(Stored data)
____

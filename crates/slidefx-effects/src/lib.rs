//! CPU reference models of the catalog programs
//!
//! Each model evaluates one program pair for a single invocation and
//! returns exactly what the GPU stage computes: the clip-space position
//! and varyings for the vertex stage, the output colour for the fragment
//! stage. They exist so the animation maths can be tested without a GPU
//! and so a CPU rasteriser can reproduce the GPU output.
//!
//! ## Architecture
//!
//! Every model implements `EffectModel`, which ties it to its catalog key
//! and types its uniforms, attributes and varyings. Fragment stages are
//! inherent functions because each effect samples a different set of
//! textures; textures are anything implementing `Sampler`.
//!
//! - `transition`: full-frame quad effects (crossfade, iris, twist, ...)
//! - `particles`: instanced particle effects (flame, fireworks, ...)
//! - `post`: separable Gaussian blur and bloom
//! - `image`: CPU image with bilinear clamp-to-edge sampling

pub mod image;
pub mod particles;
pub mod post;
pub mod sample;
pub mod transition;

pub use image::{Image, ImageError, Sampler};
pub use particles::{Particle, ParticleVaryings, ParticleVertex};
pub use post::{BlurPass, BloomPipeline};
pub use sample::{Sample, SampleError, SampledPixel, SampledVertex, sample_default};

use glam::Vec4;

/// Vertex stage result: `gl_Position` plus the varyings handed to the fragment stage
#[derive(Debug, Clone, Copy, PartialEq)]
pub struct VertexOutput<V> {
    pub position: Vec4,
    pub varyings: V,
}

/// CPU model of one catalog program pair
pub trait EffectModel {
    /// Catalog key of the modelled effect
    const KEY: &'static str;

    /// Per-draw parameters, named after the program uniforms
    type Uniforms: Default;

    /// Per-vertex inputs
    type Attributes;

    /// Values interpolated into the fragment stage
    type Varyings;

    /// Evaluate the vertex stage for one vertex
    fn vertex(uniforms: &Self::Uniforms, attributes: &Self::Attributes) -> VertexOutput<Self::Varyings>;
}

/// Keys of every effect with a reference model
pub const MODEL_KEYS: &[&str] = &[
    transition::DefaultTexture::KEY,
    transition::DefaultTextureAndOpacity::KEY,
    transition::Contents::KEY,
    transition::Iris::KEY,
    transition::Twist::KEY,
    transition::ColorPlanes::KEY,
    transition::Flop::KEY,
    particles::AnvilSmoke::KEY,
    particles::AnvilSpeck::KEY,
    particles::Flame::KEY,
    particles::Confetti::KEY,
    particles::Diffuse::KEY,
    particles::Fireworks::KEY,
    particles::FireworksTrails::KEY,
    post::HorizontalBlur::KEY,
    post::VerticalBlur::KEY,
    post::Bloom::KEY,
    particles::ShimmerObject::KEY,
    particles::ShimmerParticle::KEY,
    particles::Sparkle::KEY,
];

#[cfg(test)]
mod tests {
    use super::*;
    use slidefx_catalog::{EffectCatalog, bundled_effect_keys};

    #[test]
    fn test_every_bundled_effect_has_a_model() {
        let mut models: Vec<_> = MODEL_KEYS.to_vec();
        let mut bundled = bundled_effect_keys();
        models.sort_unstable();
        bundled.sort_unstable();
        assert_eq!(models, bundled);
    }

    #[test]
    fn test_model_keys_resolve_in_catalog() {
        let catalog = EffectCatalog::shared().unwrap();
        for key in MODEL_KEYS {
            assert!(catalog.lookup(key).is_ok(), "{key}");
        }
    }
}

____

The answer must consist of every line from the data that contains the word "reference".

### Answer
//! CPU reference models of the catalog programs
/// Keys of every effect with a reference model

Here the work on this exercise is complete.